Given information START

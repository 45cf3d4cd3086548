use super::handle::Task;
use parking_lot::{Condvar, Mutex};
use std::collections::VecDeque;


struct State {
    tasks: VecDeque<Task>,
    capacity: usize,
}

/// FIFO очередь задач с ограниченной ёмкостью.
///
/// Один mutex на всё состояние и две condvar: `not_empty` будит воркеров,
/// `not_full` будит продюсеров, упёршихся в ёмкость.
pub(crate) struct TaskQueue {
    state: Mutex<State>,
    not_empty: Condvar,
    not_full: Condvar,
}

impl TaskQueue {
    /// `None` - очередь без ограничения
    pub fn new(capacity: Option<usize>) -> Self {
        Self {
            state: Mutex::new(State {
                tasks: VecDeque::new(),
                capacity: clamp_capacity(capacity.unwrap_or(usize::MAX)),
            }),
            not_empty: Condvar::new(),
            not_full: Condvar::new(),
        }
    }

    /// Положить задачу в хвост. Если очередь заполнена - ждём, пока кто-то не заберёт элемент.
    pub fn push(&self, task: Task) {
        let mut state = self.state.lock();
        self.not_full
            .wait_while(&mut state, |s| s.tasks.len() >= s.capacity);
        state.tasks.push_back(task);
        drop(state);
        self.not_empty.notify_one();
    }

    /// Как `push`, но без ожидания: при заполненной очереди задача возвращается обратно
    pub fn try_push(&self, task: Task) -> Result<(), Task> {
        let mut state = self.state.lock();
        if state.tasks.len() >= state.capacity {
            return Err(task);
        }
        state.tasks.push_back(task);
        drop(state);
        self.not_empty.notify_one();
        Ok(())
    }

    pub fn take(&self) -> Option<Task> {
        let task = self.state.lock().tasks.pop_front();
        if task.is_some() {
            self.not_full.notify_one();
        }
        task
    }

    /// Забрать задачу или дождаться, пока `stop` не станет true.
    ///
    /// Оба условия перепроверяются под локом после каждого пробуждения.
    /// Задача в очереди всегда важнее запроса на остановку.
    pub fn take_or_wait<P>(&self, stop: P) -> Option<Task>
    where
        P: Fn() -> bool,
    {
        let mut state = self.state.lock();
        loop {
            if let Some(task) = state.tasks.pop_front() {
                drop(state);
                self.not_full.notify_one();
                return Some(task);
            }
            if stop() {
                return None;
            }
            self.not_empty.wait(&mut state);
        }
    }

    /// Выбросить все ожидающие задачи, вернуть их количество
    pub fn clear(&self) -> usize {
        let drained: Vec<Task> = self.state.lock().tasks.drain(..).collect();
        self.not_full.notify_all();
        // drop вне лока: задачи могут держать что угодно
        let count = drained.len();
        drop(drained);
        count
    }

    pub fn set_capacity(&self, capacity: usize) {
        self.state.lock().capacity = clamp_capacity(capacity);
        self.not_full.notify_all();
    }

    pub fn capacity(&self) -> usize {
        self.state.lock().capacity
    }

    pub fn len(&self) -> usize {
        self.state.lock().tasks.len()
    }

    pub fn is_empty(&self) -> bool {
        self.state.lock().tasks.is_empty()
    }

    /// Разбудить всех ждущих. Лок берётся специально: флаг, выставленный до вызова,
    /// гарантированно увидит воркер, который как раз проверял предикат.
    pub fn wake_all(&self) {
        let _guard = self.state.lock();
        self.not_empty.notify_all();
        self.not_full.notify_all();
    }
}

fn clamp_capacity(capacity: usize) -> usize {
    if capacity == 0 {
        tracing::warn!("queue capacity 0 would block every submit, using 1");
        return 1;
    }
    capacity
}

Given information END

**Problem**
Extract every line of the records above that contains the word "tasks".

**Answer section**
    tasks: VecDeque<Task>,
                tasks: VecDeque::new(),
            .wait_while(&mut state, |s| s.tasks.len() >= s.capacity);
        state.tasks.push_back(task);
        if state.tasks.len() >= state.capacity {
        state.tasks.push_back(task);
        let task = self.state.lock().tasks.pop_front();
            if let Some(task) = state.tasks.pop_front() {
        let drained: Vec<Task> = self.state.lock().tasks.drain(..).collect();
        self.state.lock().tasks.len()
        self.state.lock().tasks.is_empty()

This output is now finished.